[Cloning of genomic sequences of human prointerleukin 1 beta].

The human brain library carried in the EMBL3 vector was employed for isolating prointerleukin 1 beta genomic sequences using three synthetic 20-member oligonucleotides. Oligonucleotides were homologous to the following mRNA regions: 3'-nontranslated region/C1/, 3'-translated region of mRNA/C2/ and the sequence coding N-terminal of mature protein/N1/. The oligonucleotide labeling utilized the terminal nucleotidyltransferase and [alpha-32P] dATP and specific activity of labeled oligonucleotides reached 1.6.10(10) cpm. The sizes of the synthesized labeled sequences (tails) were about 10 b.p. Hybridization probe C1 was used for the first screening and 24 hybridization positive clones were detected. For the next screening probe C2 was used and only 2 hybridization positive clones with different level of hybridization were detected from 24 clones.

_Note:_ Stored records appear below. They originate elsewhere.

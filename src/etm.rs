//! Execution-time models and overhead accounting.
//!
//! An ETM maps (segment, core) to an effective duration. It is consulted
//! exactly once when a segment starts running; the engine then burns down
//! remaining *nominal* work at the rate the estimate implies, so mid-run
//! preemption and resume on a differently-scaled core stay exact.

use std::collections::BTreeMap;

use serde_json::Value;

use crate::types::{CoreId, SegmentId, SubtaskId, TaskId, Time};
use crate::SimError;

/// Identifies one running segment for table lookups.
#[derive(Debug, Clone, Copy)]
pub struct EtmLookup<'a> {
    pub task_id: &'a TaskId,
    pub subtask_id: &'a SubtaskId,
    pub segment_id: &'a SegmentId,
    pub core_id: &'a CoreId,
}

/// Execution-time model. Closed set; selected by `scheduler.params.etm`.
#[derive(Debug, Clone, PartialEq)]
pub enum Etm {
    /// `wcet / effective_core_speed`.
    Constant,
    /// Scale factors looked up by segment/core key, falling back from the
    /// most specific key to `default_scale`.
    TableBased {
        table: BTreeMap<String, f64>,
        default_scale: f64,
    },
}

impl Default for Etm {
    fn default() -> Self {
        Etm::Constant
    }
}

impl Etm {
    /// Build an ETM from `scheduler.params.etm` / `etm_params`.
    pub fn from_params(name: &str, params: Option<&Value>) -> Result<Etm, SimError> {
        match name.trim().to_ascii_lowercase().as_str() {
            "" | "default" | "constant" => Ok(Etm::Constant),
            "table_based" => {
                let config = match params {
                    None => serde_json::Map::new(),
                    Some(Value::Object(map)) => map.clone(),
                    Some(_) => {
                        return Err(SimError::Config {
                            code: "etm.params",
                            message: "scheduler.params.etm_params must be an object".into(),
                        })
                    }
                };
                let default_scale = match config.get("default_scale") {
                    None => 1.0,
                    Some(Value::Number(n)) => n.as_f64().unwrap_or(0.0),
                    Some(_) => 0.0,
                };
                if default_scale <= 0.0 {
                    return Err(SimError::Config {
                        code: "etm.params",
                        message: "scheduler.params.etm_params.default_scale must be > 0".into(),
                    });
                }
                let mut table = BTreeMap::new();
                if let Some(raw) = config.get("table") {
                    let entries = raw.as_object().ok_or_else(|| SimError::Config {
                        code: "etm.params",
                        message: "scheduler.params.etm_params.table must be an object".into(),
                    })?;
                    for (key, value) in entries {
                        let key = key.trim();
                        if key.is_empty() {
                            return Err(SimError::Config {
                                code: "etm.params",
                                message: "scheduler.params.etm_params.table contains an empty key".into(),
                            });
                        }
                        let scale = value.as_f64().unwrap_or(0.0);
                        if scale <= 0.0 {
                            return Err(SimError::Config {
                                code: "etm.params",
                                message: format!(
                                    "scheduler.params.etm_params.table['{key}'] must be > 0"
                                ),
                            });
                        }
                        table.insert(key.to_string(), scale);
                    }
                }
                Ok(Etm::TableBased {
                    table,
                    default_scale,
                })
            }
            other => Err(SimError::Config {
                code: "etm.name",
                message: format!("unknown etm '{other}', expected constant|table_based"),
            }),
        }
    }

    /// Effective duration for `remaining` nominal work on a core with the
    /// given effective speed.
    pub fn estimate(&self, remaining: Time, core_speed: f64, lookup: &EtmLookup<'_>) -> Time {
        remaining * self.scale(lookup) / core_speed
    }

    /// Nominal work consumed per unit of simulated time on this core.
    pub fn work_rate(&self, core_speed: f64, lookup: &EtmLookup<'_>) -> f64 {
        core_speed / self.scale(lookup)
    }

    fn scale(&self, lookup: &EtmLookup<'_>) -> f64 {
        match self {
            Etm::Constant => 1.0,
            Etm::TableBased {
                table,
                default_scale,
            } => {
                let prefix = format!(
                    "{}/{}/{}",
                    lookup.task_id, lookup.subtask_id, lookup.segment_id
                );
                let candidates = [
                    format!("{prefix}@{}", lookup.core_id),
                    format!("{prefix}@*"),
                    format!("{}@{}", lookup.segment_id, lookup.core_id),
                    format!("{}@*", lookup.segment_id),
                ];
                candidates
                    .iter()
                    .find_map(|key| table.get(key))
                    .copied()
                    .unwrap_or(*default_scale)
            }
        }
    }
}

/// Constant scheduling overheads charged on top of execution time.
/// All default to zero; configured via `scheduler.params.overhead`.
#[derive(Debug, Clone, Copy, Default, PartialEq)]
pub struct OverheadModel {
    pub context_switch: Time,
    pub migration: Time,
    pub schedule: Time,
}

impl OverheadModel {
    pub fn from_params(params: Option<&Value>) -> Result<OverheadModel, SimError> {
        let config = match params {
            None => return Ok(OverheadModel::default()),
            Some(Value::Object(map)) => map,
            Some(_) => {
                return Err(SimError::Config {
                    code: "overhead.params",
                    message: "scheduler.params.overhead must be an object".into(),
                })
            }
        };
        let field = |key: &str| -> Result<Time, SimError> {
            match config.get(key) {
                None => Ok(0.0),
                Some(value) => {
                    let v = value.as_f64().unwrap_or(-1.0);
                    if v < 0.0 {
                        return Err(SimError::Config {
                            code: "overhead.params",
                            message: format!("scheduler.params.overhead.{key} must be >= 0"),
                        });
                    }
                    Ok(v)
                }
            }
        };
        Ok(OverheadModel {
            context_switch: field("context_switch")?,
            migration: field("migration")?,
            schedule: field("schedule")?,
        })
    }
}
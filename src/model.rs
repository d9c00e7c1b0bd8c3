//! Validated input model.
//!
//! The structured document consumed by the engine: platform, resources,
//! task graphs, scheduler choice, and sim parameters. Parsing is serde
//! derive over JSON; `ModelSpec::validate` performs the semantic pass
//! (reference resolution, DAG acyclicity, mapping fallback, legacy arrival
//! normalization) and writes resolved values back into the spec so that a
//! validated model serializes to an equivalent validated model.

use std::collections::{BTreeMap, BTreeSet, VecDeque};

use serde::{Deserialize, Serialize};
use serde_json::Value;

use crate::arrival::{ArrivalKind, ArrivalProcess};
use crate::types::{CoreId, ResourceId, Time};
use crate::SimError;

/// Model document version this engine consumes.
pub const MODEL_VERSION: &str = "0.2";

fn default_true() -> bool {
    true
}

#[derive(Debug, Clone, Serialize, Deserialize)]
#[serde(deny_unknown_fields)]
pub struct ProcessorTypeSpec {
    pub id: String,
    pub name: String,
    pub core_count: u32,
    pub speed_factor: f64,
}

#[derive(Debug, Clone, Serialize, Deserialize)]
#[serde(deny_unknown_fields)]
pub struct CoreSpec {
    pub id: CoreId,
    pub type_id: String,
    pub speed_factor: f64,
}

#[derive(Debug, Clone, Serialize, Deserialize)]
#[serde(deny_unknown_fields)]
pub struct PlatformSpec {
    pub processor_types: Vec<ProcessorTypeSpec>,
    pub cores: Vec<CoreSpec>,
}

/// Concurrency protocol guarding a shared resource.
#[derive(Debug, Clone, Copy, PartialEq, Eq, PartialOrd, Ord, Hash, Serialize, Deserialize)]
#[serde(rename_all = "snake_case")]
pub enum ProtocolKind {
    Mutex,
    Pip,
    Pcp,
}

Probe N1 was used for the third screening and allowed to identify the only positive clone. The characterization by restriction mapping and Southern blot analyses have shown that recombinant phage DNA contains all three exons, coding the mature interleukin 1 beta. Some fragments were recloned to tg130 vector phage and nucleotide sequences of exon 5 (completely) and exon 7, intron 4 and 5 (partially) were determined.